Content starts
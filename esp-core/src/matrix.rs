//! MAX7219 8x8 LED-Matrix Treiber und Scan-Muster
//!
//! Der Treiber arbeitet nur gegen `embedded_hal::spi::SpiDevice`.
//! Chip-Select übernimmt das SpiDevice (z.B. `ExclusiveDevice`), jede
//! Register-Schreiboperation ist genau eine 16-Bit Transaktion `[reg, value]`.

use embedded_hal::spi::SpiDevice;

/// Anzahl Zeilen/Spalten der Matrix
pub const MATRIX_SIZE: usize = 8;

/// Ein Bild: ein Byte pro Zeile, Bit n = Spalte n
pub type Frame = [u8; MATRIX_SIZE];

/// Leeres Bild
pub const BLANK: Frame = [0; MATRIX_SIZE];

/// MAX7219 Register-Adressen
#[derive(Debug, Clone, Copy, PartialEq, Eq)]
pub enum Register {
    NoOp,
    /// Zeilen-Register 0..=7 (Adressen 0x01..=0x08), siehe `Register::digit`
    Digit(u8),
    DecodeMode,
    Intensity,
    ScanLimit,
    Shutdown,
    DisplayTest,
}

impl Register {
    /// Zeilen-Register mit geprüftem Index
    pub const fn digit(row: u8) -> Result<Self, MatrixError> {
        match check_index(row) {
            Ok(()) => Ok(Register::Digit(row)),
            Err(e) => Err(e),
        }
    }

    /// Register-Adresse auf dem Bus
    ///
    /// `Digit(n)` mit n >= 8 hat keine Adresse (0x09 wäre bereits DecodeMode).
    pub const fn addr(self) -> Result<u8, MatrixError> {
        match self {
            Register::NoOp => Ok(0x00),
            Register::Digit(row) => match check_index(row) {
                Ok(()) => Ok(row + 1),
                Err(e) => Err(e),
            },
            Register::DecodeMode => Ok(0x09),
            Register::Intensity => Ok(0x0A),
            Register::ScanLimit => Ok(0x0B),
            Register::Shutdown => Ok(0x0C),
            Register::DisplayTest => Ok(0x0F),
        }
    }
}

/// Fehler-Typ für Matrix-Operationen
#[derive(Debug, Clone, Copy, PartialEq, Eq)]
pub enum MatrixError {
    /// SPI-Transfer fehlgeschlagen
    Transfer,
    /// Zeile/Spalte/Helligkeit außerhalb des gültigen Bereichs
    InvalidIndex,
}

/// MAX7219 Treiber
pub struct Max7219<SPI> {
    spi: SPI,
}

impl<SPI: SpiDevice> Max7219<SPI> {
    pub fn new(spi: SPI) -> Self {
        Self { spi }
    }

    /// Schreibt ein Register
    ///
    /// Ein ungültiges `Digit` wird ohne SPI-Transfer abgelehnt.
    pub fn write_reg(&mut self, reg: Register, value: u8) -> Result<(), MatrixError> {
        let addr = reg.addr()?;
        self.spi
            .write(&[addr, value])
            .map_err(|_| MatrixError::Transfer)
    }

    /// Initialisiert den Chip für eine 8x8 Matrix ohne BCD-Dekodierung
    ///
    /// Reihenfolge: Display-Test aus, alle 8 Zeilen scannen, keine Dekodierung,
    /// Normalbetrieb, Matrix löschen.
    pub fn init(&mut self) -> Result<(), MatrixError> {
        self.write_reg(Register::DisplayTest, 0)?;
        self.write_reg(Register::ScanLimit, (MATRIX_SIZE - 1) as u8)?;
        self.write_reg(Register::DecodeMode, 0)?;
        self.shutdown(false)?;
        self.clear()
    }

    /// Shutdown-Modus (`true`) oder Normalbetrieb (`false`)
    pub fn shutdown(&mut self, off: bool) -> Result<(), MatrixError> {
        self.write_reg(Register::Shutdown, if off { 0 } else { 1 })
    }

    /// Helligkeit 0..=15
    pub fn set_intensity(&mut self, level: u8) -> Result<(), MatrixError> {
        if level > 0x0F {
            return Err(MatrixError::InvalidIndex);
        }
        self.write_reg(Register::Intensity, level)
    }

    /// Alle LEDs aus
    pub fn clear(&mut self) -> Result<(), MatrixError> {
        self.show(&BLANK)
    }

    /// Schaltet eine komplette Zeile ein (andere Zeilen bleiben unverändert)
    pub fn set_row(&mut self, row: u8) -> Result<(), MatrixError> {
        self.write_reg(Register::digit(row)?, 0xFF)
    }

    /// Schaltet eine Spalte in allen Zeilen ein (überschreibt alle Zeilen)
    pub fn set_column(&mut self, column: u8) -> Result<(), MatrixError> {
        self.show(&column_frame(column)?)
    }

    /// Schreibt ein komplettes Bild
    pub fn show(&mut self, frame: &Frame) -> Result<(), MatrixError> {
        for (row, bits) in frame.iter().enumerate() {
            self.write_reg(Register::Digit(row as u8), *bits)?;
        }
        Ok(())
    }

    /// Gibt das SpiDevice zurück
    pub fn release(self) -> SPI {
        self.spi
    }
}

const fn check_index(index: u8) -> Result<(), MatrixError> {
    if (index as usize) < MATRIX_SIZE {
        Ok(())
    } else {
        Err(MatrixError::InvalidIndex)
    }
}

// ============================================================================
// Scan-Muster
// ============================================================================

/// Richtung eines Scan-Schritts
#[derive(Debug, Clone, Copy, PartialEq, Eq)]
pub enum ScanAxis {
    Row,
    Column,
}

/// Ein Schritt des Scan-Musters
#[derive(Debug, Clone, Copy, PartialEq, Eq)]
pub struct ScanStep {
    pub axis: ScanAxis,
    pub index: u8,
    pub frame: Frame,
}

/// Bild mit genau einer leuchtenden Zeile
pub const fn row_frame(row: u8) -> Result<Frame, MatrixError> {
    match check_index(row) {
        Ok(()) => Ok(lit_row(row as usize)),
        Err(e) => Err(e),
    }
}

/// Bild mit genau einer leuchtenden Spalte
pub const fn column_frame(column: u8) -> Result<Frame, MatrixError> {
    match check_index(column) {
        Ok(()) => Ok(lit_column(column as usize)),
        Err(e) => Err(e),
    }
}

// Index wird vom Aufrufer auf 0..MATRIX_SIZE begrenzt
const fn lit_row(row: usize) -> Frame {
    let mut frame = BLANK;
    frame[row] = 0xFF;
    frame
}

const fn lit_column(column: usize) -> Frame {
    [1 << column; MATRIX_SIZE]
}

/// Endloses Lauflicht: Zeilen 0..7, danach Spalten 0..7, dann von vorn
#[derive(Debug, Clone, Default)]
pub struct ScanPattern {
    step: usize,
}

impl ScanPattern {
    /// Anzahl Schritte pro Durchlauf
    pub const STEPS: usize = 2 * MATRIX_SIZE;

    pub const fn new() -> Self {
        Self { step: 0 }
    }
}

impl Iterator for ScanPattern {
    type Item = ScanStep;

    fn next(&mut self) -> Option<Self::Item> {
        let step = self.step;
        self.step = (self.step + 1) % Self::STEPS;

        let index = step % MATRIX_SIZE;
        let item = if step < MATRIX_SIZE {
            ScanStep {
                axis: ScanAxis::Row,
                index: index as u8,
                frame: lit_row(index),
            }
        } else {
            ScanStep {
                axis: ScanAxis::Column,
                index: index as u8,
                frame: lit_column(index),
            }
        };
        Some(item)
    }
}

#[cfg(feature = "defmt")]
impl defmt::Format for MatrixError {
    fn format(&self, fmt: defmt::Formatter) {
        match self {
            MatrixError::Transfer => defmt::write!(fmt, "SPI transfer failed"),
            MatrixError::InvalidIndex => defmt::write!(fmt, "Invalid index"),
        }
    }
}

#[cfg(feature = "defmt")]
impl defmt::Format for ScanStep {
    fn format(&self, fmt: defmt::Formatter) {
        match self.axis {
            ScanAxis::Row => defmt::write!(fmt, "Row {}", self.index),
            ScanAxis::Column => defmt::write!(fmt, "Column {}", self.index),
        }
    }
}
Content ends
◆ HOW TO COMPLETE THIS TASK ◆
Output each line of the material exactly as it was written above.

◆ RESPONSE TO THIS TASK ◆
filename esp-core/src/matrix.rs
//! MAX7219 8x8 LED-Matrix Treiber und Scan-Muster
//!
//! Der Treiber arbeitet nur gegen `embedded_hal::spi::SpiDevice`.
//! Chip-Select übernimmt das SpiDevice (z.B. `ExclusiveDevice`), jede
//! Register-Schreiboperation ist genau eine 16-Bit Transaktion `[reg, value]`.

use embedded_hal::spi::SpiDevice;

/// Anzahl Zeilen/Spalten der Matrix
pub const MATRIX_SIZE: usize = 8;

/// Ein Bild: ein Byte pro Zeile, Bit n = Spalte n
pub type Frame = [u8; MATRIX_SIZE];

/// Leeres Bild
pub const BLANK: Frame = [0; MATRIX_SIZE];

/// MAX7219 Register-Adressen
#[derive(Debug, Clone, Copy, PartialEq, Eq)]
pub enum Register {
    NoOp,
    /// Zeilen-Register 0..=7 (Adressen 0x01..=0x08), siehe `Register::digit`
    Digit(u8),
    DecodeMode,
    Intensity,
    ScanLimit,
    Shutdown,
    DisplayTest,
}

impl Register {
    /// Zeilen-Register mit geprüftem Index
    pub const fn digit(row: u8) -> Result<Self, MatrixError> {
        match check_index(row) {
            Ok(()) => Ok(Register::Digit(row)),
            Err(e) => Err(e),
        }
    }

    /// Register-Adresse auf dem Bus
    ///
    /// `Digit(n)` mit n >= 8 hat keine Adresse (0x09 wäre bereits DecodeMode).
    pub const fn addr(self) -> Result<u8, MatrixError> {
        match self {
            Register::NoOp => Ok(0x00),
            Register::Digit(row) => match check_index(row) {
                Ok(()) => Ok(row + 1),
                Err(e) => Err(e),
            },
            Register::DecodeMode => Ok(0x09),
            Register::Intensity => Ok(0x0A),
            Register::ScanLimit => Ok(0x0B),
            Register::Shutdown => Ok(0x0C),
            Register::DisplayTest => Ok(0x0F),
        }
    }
}

/// Fehler-Typ für Matrix-Operationen
#[derive(Debug, Clone, Copy, PartialEq, Eq)]
pub enum MatrixError {
    /// SPI-Transfer fehlgeschlagen
    Transfer,
    /// Zeile/Spalte/Helligkeit außerhalb des gültigen Bereichs
    InvalidIndex,
}

/// MAX7219 Treiber
pub struct Max7219<SPI> {
    spi: SPI,
}

impl<SPI: SpiDevice> Max7219<SPI> {
    pub fn new(spi: SPI) -> Self {
        Self { spi }
    }

    /// Schreibt ein Register
    ///
    /// Ein ungültiges `Digit` wird ohne SPI-Transfer abgelehnt.
    pub fn write_reg(&mut self, reg: Register, value: u8) -> Result<(), MatrixError> {
        let addr = reg.addr()?;
        self.spi
            .write(&[addr, value])
            .map_err(|_| MatrixError::Transfer)
    }

    /// Initialisiert den Chip für eine 8x8 Matrix ohne BCD-Dekodierung
    ///
    /// Reihenfolge: Display-Test aus, alle 8 Zeilen scannen, keine Dekodierung,
    /// Normalbetrieb, Matrix löschen.
    pub fn init(&mut self) -> Result<(), MatrixError> {
        self.write_reg(Register::DisplayTest, 0)?;
        self.write_reg(Register::ScanLimit, (MATRIX_SIZE - 1) as u8)?;
        self.write_reg(Register::DecodeMode, 0)?;
        self.shutdown(false)?;
        self.clear()
    }

    /// Shutdown-Modus (`true`) oder Normalbetrieb (`false`)
    pub fn shutdown(&mut self, off: bool) -> Result<(), MatrixError> {
        self.write_reg(Register::Shutdown, if off { 0 } else { 1 })
    }

    /// Helligkeit 0..=15
    pub fn set_intensity(&mut self, level: u8) -> Result<(), MatrixError> {
        if level > 0x0F {
            return Err(MatrixError::InvalidIndex);
        }
        self.write_reg(Register::Intensity, level)
    }

    /// Alle LEDs aus
    pub fn clear(&mut self) -> Result<(), MatrixError> {
        self.show(&BLANK)
    }

    /// Schaltet eine komplette Zeile ein (andere Zeilen bleiben unverändert)
    pub fn set_row(&mut self, row: u8) -> Result<(), MatrixError> {
        self.write_reg(Register::digit(row)?, 0xFF)
    }

    /// Schaltet eine Spalte in allen Zeilen ein (überschreibt alle Zeilen)
    pub fn set_column(&mut self, column: u8) -> Result<(), MatrixError> {
        self.show(&column_frame(column)?)
    }

    /// Schreibt ein komplettes Bild
    pub fn show(&mut self, frame: &Frame) -> Result<(), MatrixError> {
        for (row, bits) in frame.iter().enumerate() {
            self.write_reg(Register::Digit(row as u8), *bits)?;
        }
        Ok(())
    }

    /// Gibt das SpiDevice zurück
    pub fn release(self) -> SPI {
        self.spi
    }
}

const fn check_index(index: u8) -> Result<(), MatrixError> {
    if (index as usize) < MATRIX_SIZE {
        Ok(())
    } else {
        Err(MatrixError::InvalidIndex)
    }
}

// ============================================================================
// Scan-Muster
// ============================================================================

/// Richtung eines Scan-Schritts
#[derive(Debug, Clone, Copy, PartialEq, Eq)]
pub enum ScanAxis {
    Row,
    Column,
}

/// Ein Schritt des Scan-Musters
#[derive(Debug, Clone, Copy, PartialEq, Eq)]
pub struct ScanStep {
    pub axis: ScanAxis,
    pub index: u8,
    pub frame: Frame,
}

/// Bild mit genau einer leuchtenden Zeile
pub const fn row_frame(row: u8) -> Result<Frame, MatrixError> {
    match check_index(row) {
        Ok(()) => Ok(lit_row(row as usize)),
        Err(e) => Err(e),
    }
}

/// Bild mit genau einer leuchtenden Spalte
pub const fn column_frame(column: u8) -> Result<Frame, MatrixError> {
    match check_index(column) {
        Ok(()) => Ok(lit_column(column as usize)),
        Err(e) => Err(e),
    }
}

// Index wird vom Aufrufer auf 0..MATRIX_SIZE begrenzt
const fn lit_row(row: usize) -> Frame {
    let mut frame = BLANK;
    frame[row] = 0xFF;
    frame
}

const fn lit_column(column: usize) -> Frame {
    [1 << column; MATRIX_SIZE]
}

/// Endloses Lauflicht: Zeilen 0..7, danach Spalten 0..7, dann von vorn
#[derive(Debug, Clone, Default)]
pub struct ScanPattern {
    step: usize,
}

impl ScanPattern {
    /// Anzahl Schritte pro Durchlauf
    pub const STEPS: usize = 2 * MATRIX_SIZE;

    pub const fn new() -> Self {
        Self { step: 0 }
    }
}

impl Iterator for ScanPattern {
    type Item = ScanStep;

    fn next(&mut self) -> Option<Self::Item> {
        let step = self.step;
        self.step = (self.step + 1) % Self::STEPS;

        let index = step % MATRIX_SIZE;
        let item = if step < MATRIX_SIZE {
            ScanStep {
                axis: ScanAxis::Row,
                index: index as u8,
                frame: lit_row(index),
            }
        } else {
            ScanStep {
                axis: ScanAxis::Column,
                index: index as u8,
                frame: lit_column(index),
            }
        };
        Some(item)
    }
}

#[cfg(feature = "defmt")]
impl defmt::Format for MatrixError {
    fn format(&self, fmt: defmt::Formatter) {
        match self {
            MatrixError::Transfer => defmt::write!(fmt, "SPI transfer failed"),
            MatrixError::InvalidIndex => defmt::write!(fmt, "Invalid index"),
        }
    }
}

#[cfg(feature = "defmt")]
impl defmt::Format for ScanStep {
    fn format(&self, fmt: defmt::Formatter) {
        match self.axis {
            ScanAxis::Row => defmt::write!(fmt, "Row {}", self.index),
            ScanAxis::Column => defmt::write!(fmt, "Column {}", self.index),
        }
    }
}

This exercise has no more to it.